Instructions to follow:
Could you retype the listing beneath, keeping each line exactly as it is?
____________________
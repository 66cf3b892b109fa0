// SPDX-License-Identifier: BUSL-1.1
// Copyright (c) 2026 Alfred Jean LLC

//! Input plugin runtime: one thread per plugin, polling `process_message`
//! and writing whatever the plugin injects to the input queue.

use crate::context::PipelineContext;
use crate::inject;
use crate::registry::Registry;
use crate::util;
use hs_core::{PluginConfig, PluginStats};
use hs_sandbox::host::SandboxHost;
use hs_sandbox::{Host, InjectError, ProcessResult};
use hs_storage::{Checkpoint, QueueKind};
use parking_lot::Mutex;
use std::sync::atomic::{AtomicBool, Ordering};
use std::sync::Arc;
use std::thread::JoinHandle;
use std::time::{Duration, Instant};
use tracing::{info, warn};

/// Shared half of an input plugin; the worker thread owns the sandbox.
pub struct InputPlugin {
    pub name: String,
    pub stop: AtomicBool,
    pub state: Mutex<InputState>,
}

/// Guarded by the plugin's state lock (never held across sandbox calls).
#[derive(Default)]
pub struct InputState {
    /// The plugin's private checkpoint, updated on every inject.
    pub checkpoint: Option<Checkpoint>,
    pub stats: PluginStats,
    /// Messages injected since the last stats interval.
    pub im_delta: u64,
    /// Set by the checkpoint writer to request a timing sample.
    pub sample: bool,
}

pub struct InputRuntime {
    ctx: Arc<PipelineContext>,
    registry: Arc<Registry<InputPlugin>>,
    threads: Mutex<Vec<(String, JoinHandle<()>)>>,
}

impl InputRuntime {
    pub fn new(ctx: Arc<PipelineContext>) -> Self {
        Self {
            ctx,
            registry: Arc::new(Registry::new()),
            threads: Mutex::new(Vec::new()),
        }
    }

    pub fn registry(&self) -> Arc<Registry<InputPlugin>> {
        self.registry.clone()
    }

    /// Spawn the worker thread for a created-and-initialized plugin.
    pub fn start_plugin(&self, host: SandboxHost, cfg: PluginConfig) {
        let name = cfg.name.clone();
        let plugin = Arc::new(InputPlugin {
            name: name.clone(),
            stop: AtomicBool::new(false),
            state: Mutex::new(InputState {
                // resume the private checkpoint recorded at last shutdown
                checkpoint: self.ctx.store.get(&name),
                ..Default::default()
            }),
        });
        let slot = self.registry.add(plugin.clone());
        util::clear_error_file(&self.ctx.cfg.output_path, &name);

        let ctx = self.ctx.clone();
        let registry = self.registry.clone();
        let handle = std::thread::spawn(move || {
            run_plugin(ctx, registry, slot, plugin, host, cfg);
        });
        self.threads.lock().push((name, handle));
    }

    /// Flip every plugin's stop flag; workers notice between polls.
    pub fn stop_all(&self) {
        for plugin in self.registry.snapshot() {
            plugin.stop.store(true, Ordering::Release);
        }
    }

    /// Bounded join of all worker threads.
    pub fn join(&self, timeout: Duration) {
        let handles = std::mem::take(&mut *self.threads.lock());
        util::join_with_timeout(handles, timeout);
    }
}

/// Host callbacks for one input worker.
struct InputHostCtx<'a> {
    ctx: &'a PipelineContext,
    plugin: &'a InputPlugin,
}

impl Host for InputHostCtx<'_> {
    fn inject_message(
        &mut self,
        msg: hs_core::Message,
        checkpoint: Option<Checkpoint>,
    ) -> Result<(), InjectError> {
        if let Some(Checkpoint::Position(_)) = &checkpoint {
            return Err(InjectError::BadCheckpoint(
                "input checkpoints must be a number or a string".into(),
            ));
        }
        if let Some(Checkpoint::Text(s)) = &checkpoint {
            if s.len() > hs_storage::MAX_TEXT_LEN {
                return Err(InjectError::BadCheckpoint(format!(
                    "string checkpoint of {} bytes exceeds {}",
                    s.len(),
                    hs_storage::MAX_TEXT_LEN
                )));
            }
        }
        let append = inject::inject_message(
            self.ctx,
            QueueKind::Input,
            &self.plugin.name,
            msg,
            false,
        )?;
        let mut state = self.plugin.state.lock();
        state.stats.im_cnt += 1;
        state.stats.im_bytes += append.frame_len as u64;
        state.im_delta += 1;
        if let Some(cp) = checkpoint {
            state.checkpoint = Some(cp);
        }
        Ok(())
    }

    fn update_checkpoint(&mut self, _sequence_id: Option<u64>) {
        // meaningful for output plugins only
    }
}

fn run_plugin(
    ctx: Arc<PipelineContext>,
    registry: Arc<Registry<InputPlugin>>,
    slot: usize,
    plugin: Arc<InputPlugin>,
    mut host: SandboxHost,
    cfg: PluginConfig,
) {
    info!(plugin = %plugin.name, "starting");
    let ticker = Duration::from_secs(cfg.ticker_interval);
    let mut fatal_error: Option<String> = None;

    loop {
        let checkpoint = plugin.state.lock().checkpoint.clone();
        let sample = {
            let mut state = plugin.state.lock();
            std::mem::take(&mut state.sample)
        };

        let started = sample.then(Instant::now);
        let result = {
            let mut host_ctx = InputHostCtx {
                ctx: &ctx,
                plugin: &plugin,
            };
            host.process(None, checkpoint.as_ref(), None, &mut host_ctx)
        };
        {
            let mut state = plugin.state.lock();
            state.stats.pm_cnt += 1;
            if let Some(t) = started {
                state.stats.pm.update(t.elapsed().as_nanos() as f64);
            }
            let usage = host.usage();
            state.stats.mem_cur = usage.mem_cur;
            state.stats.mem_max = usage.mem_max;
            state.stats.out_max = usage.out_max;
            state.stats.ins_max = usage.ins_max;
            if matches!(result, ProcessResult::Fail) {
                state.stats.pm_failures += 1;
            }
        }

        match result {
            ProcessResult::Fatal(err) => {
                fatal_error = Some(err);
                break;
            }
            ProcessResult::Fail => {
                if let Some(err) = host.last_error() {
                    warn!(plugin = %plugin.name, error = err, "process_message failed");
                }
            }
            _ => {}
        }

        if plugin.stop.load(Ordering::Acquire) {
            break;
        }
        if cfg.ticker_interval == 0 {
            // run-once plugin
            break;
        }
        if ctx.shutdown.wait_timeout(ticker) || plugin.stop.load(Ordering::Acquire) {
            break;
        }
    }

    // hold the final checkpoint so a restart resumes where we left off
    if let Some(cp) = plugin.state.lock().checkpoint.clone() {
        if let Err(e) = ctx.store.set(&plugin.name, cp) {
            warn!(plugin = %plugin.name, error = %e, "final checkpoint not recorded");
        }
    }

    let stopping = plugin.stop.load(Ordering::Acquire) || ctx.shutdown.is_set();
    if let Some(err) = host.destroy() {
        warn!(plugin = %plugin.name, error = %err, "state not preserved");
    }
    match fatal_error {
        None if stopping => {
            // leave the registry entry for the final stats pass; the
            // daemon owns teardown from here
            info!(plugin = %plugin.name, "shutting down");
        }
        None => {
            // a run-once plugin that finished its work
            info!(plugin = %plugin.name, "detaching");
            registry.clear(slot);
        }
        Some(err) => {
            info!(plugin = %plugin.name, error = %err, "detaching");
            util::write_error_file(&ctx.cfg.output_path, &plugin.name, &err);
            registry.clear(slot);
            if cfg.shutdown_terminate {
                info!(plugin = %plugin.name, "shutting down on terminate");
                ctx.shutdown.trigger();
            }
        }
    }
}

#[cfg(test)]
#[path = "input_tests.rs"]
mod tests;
____________________
Reply to the exercise:
repository 66cf3b892b109fa0
// SPDX-License-Identifier: BUSL-1.1
// Copyright (c) 2026 Alfred Jean LLC

//! Input plugin runtime: one thread per plugin, polling `process_message`
//! and writing whatever the plugin injects to the input queue.

use crate::context::PipelineContext;
use crate::inject;
use crate::registry::Registry;
use crate::util;
use hs_core::{PluginConfig, PluginStats};
use hs_sandbox::host::SandboxHost;
use hs_sandbox::{Host, InjectError, ProcessResult};
use hs_storage::{Checkpoint, QueueKind};
use parking_lot::Mutex;
use std::sync::atomic::{AtomicBool, Ordering};
use std::sync::Arc;
use std::thread::JoinHandle;
use std::time::{Duration, Instant};
use tracing::{info, warn};

/// Shared half of an input plugin; the worker thread owns the sandbox.
pub struct InputPlugin {
    pub name: String,
    pub stop: AtomicBool,
    pub state: Mutex<InputState>,
}

/// Guarded by the plugin's state lock (never held across sandbox calls).
#[derive(Default)]
pub struct InputState {
    /// The plugin's private checkpoint, updated on every inject.
    pub checkpoint: Option<Checkpoint>,
    pub stats: PluginStats,
    /// Messages injected since the last stats interval.
    pub im_delta: u64,
    /// Set by the checkpoint writer to request a timing sample.
    pub sample: bool,
}

pub struct InputRuntime {
    ctx: Arc<PipelineContext>,
    registry: Arc<Registry<InputPlugin>>,
    threads: Mutex<Vec<(String, JoinHandle<()>)>>,
}

impl InputRuntime {
    pub fn new(ctx: Arc<PipelineContext>) -> Self {
        Self {
            ctx,
            registry: Arc::new(Registry::new()),
            threads: Mutex::new(Vec::new()),
        }
    }

    pub fn registry(&self) -> Arc<Registry<InputPlugin>> {
        self.registry.clone()
    }

    /// Spawn the worker thread for a created-and-initialized plugin.
    pub fn start_plugin(&self, host: SandboxHost, cfg: PluginConfig) {
        let name = cfg.name.clone();
        let plugin = Arc::new(InputPlugin {
            name: name.clone(),
            stop: AtomicBool::new(false),
            state: Mutex::new(InputState {
                // resume the private checkpoint recorded at last shutdown
                checkpoint: self.ctx.store.get(&name),
                ..Default::default()
            }),
        });
        let slot = self.registry.add(plugin.clone());
        util::clear_error_file(&self.ctx.cfg.output_path, &name);

        let ctx = self.ctx.clone();
        let registry = self.registry.clone();
        let handle = std::thread::spawn(move || {
            run_plugin(ctx, registry, slot, plugin, host, cfg);
        });
        self.threads.lock().push((name, handle));
    }

    /// Flip every plugin's stop flag; workers notice between polls.
    pub fn stop_all(&self) {
        for plugin in self.registry.snapshot() {
            plugin.stop.store(true, Ordering::Release);
        }
    }

    /// Bounded join of all worker threads.
    pub fn join(&self, timeout: Duration) {
        let handles = std::mem::take(&mut *self.threads.lock());
        util::join_with_timeout(handles, timeout);
    }
}

/// Host callbacks for one input worker.
struct InputHostCtx<'a> {
    ctx: &'a PipelineContext,
    plugin: &'a InputPlugin,
}

impl Host for InputHostCtx<'_> {
    fn inject_message(
        &mut self,
        msg: hs_core::Message,
        checkpoint: Option<Checkpoint>,
    ) -> Result<(), InjectError> {
        if let Some(Checkpoint::Position(_)) = &checkpoint {
            return Err(InjectError::BadCheckpoint(
                "input checkpoints must be a number or a string".into(),
            ));
        }
        if let Some(Checkpoint::Text(s)) = &checkpoint {
            if s.len() > hs_storage::MAX_TEXT_LEN {
                return Err(InjectError::BadCheckpoint(format!(
                    "string checkpoint of {} bytes exceeds {}",
                    s.len(),
                    hs_storage::MAX_TEXT_LEN
                )));
            }
        }
        let append = inject::inject_message(
            self.ctx,
            QueueKind::Input,
            &self.plugin.name,
            msg,
            false,
        )?;
        let mut state = self.plugin.state.lock();
        state.stats.im_cnt += 1;
        state.stats.im_bytes += append.frame_len as u64;
        state.im_delta += 1;
        if let Some(cp) = checkpoint {
            state.checkpoint = Some(cp);
        }
        Ok(())
    }

    fn update_checkpoint(&mut self, _sequence_id: Option<u64>) {
        // meaningful for output plugins only
    }
}

fn run_plugin(
    ctx: Arc<PipelineContext>,
    registry: Arc<Registry<InputPlugin>>,
    slot: usize,
    plugin: Arc<InputPlugin>,
    mut host: SandboxHost,
    cfg: PluginConfig,
) {
    info!(plugin = %plugin.name, "starting");
    let ticker = Duration::from_secs(cfg.ticker_interval);
    let mut fatal_error: Option<String> = None;

    loop {
        let checkpoint = plugin.state.lock().checkpoint.clone();
        let sample = {
            let mut state = plugin.state.lock();
            std::mem::take(&mut state.sample)
        };

        let started = sample.then(Instant::now);
        let result = {
            let mut host_ctx = InputHostCtx {
                ctx: &ctx,
                plugin: &plugin,
            };
            host.process(None, checkpoint.as_ref(), None, &mut host_ctx)
        };
        {
            let mut state = plugin.state.lock();
            state.stats.pm_cnt += 1;
            if let Some(t) = started {
                state.stats.pm.update(t.elapsed().as_nanos() as f64);
            }
            let usage = host.usage();
            state.stats.mem_cur = usage.mem_cur;
            state.stats.mem_max = usage.mem_max;
            state.stats.out_max = usage.out_max;
            state.stats.ins_max = usage.ins_max;
            if matches!(result, ProcessResult::Fail) {
                state.stats.pm_failures += 1;
            }
        }

        match result {
            ProcessResult::Fatal(err) => {
                fatal_error = Some(err);
                break;
            }
            ProcessResult::Fail => {
                if let Some(err) = host.last_error() {
                    warn!(plugin = %plugin.name, error = err, "process_message failed");
                }
            }
            _ => {}
        }

        if plugin.stop.load(Ordering::Acquire) {
            break;
        }
        if cfg.ticker_interval == 0 {
            // run-once plugin
            break;
        }
        if ctx.shutdown.wait_timeout(ticker) || plugin.stop.load(Ordering::Acquire) {
            break;
        }
    }

    // hold the final checkpoint so a restart resumes where we left off
    if let Some(cp) = plugin.state.lock().checkpoint.clone() {
        if let Err(e) = ctx.store.set(&plugin.name, cp) {
            warn!(plugin = %plugin.name, error = %e, "final checkpoint not recorded");
        }
    }

    let stopping = plugin.stop.load(Ordering::Acquire) || ctx.shutdown.is_set();
    if let Some(err) = host.destroy() {
        warn!(plugin = %plugin.name, error = %err, "state not preserved");
    }
    match fatal_error {
        None if stopping => {
            // leave the registry entry for the final stats pass; the
            // daemon owns teardown from here
            info!(plugin = %plugin.name, "shutting down");
        }
        None => {
            // a run-once plugin that finished its work
            info!(plugin = %plugin.name, "detaching");
            registry.clear(slot);
        }
        Some(err) => {
            info!(plugin = %plugin.name, error = %err, "detaching");
            util::write_error_file(&ctx.cfg.output_path, &plugin.name, &err);
            registry.clear(slot);
            if cfg.shutdown_terminate {
                info!(plugin = %plugin.name, "shutting down on terminate");
                ctx.shutdown.trigger();
            }
        }
    }
}

#[cfg(test)]
#[path = "input_tests.rs"]
mod tests;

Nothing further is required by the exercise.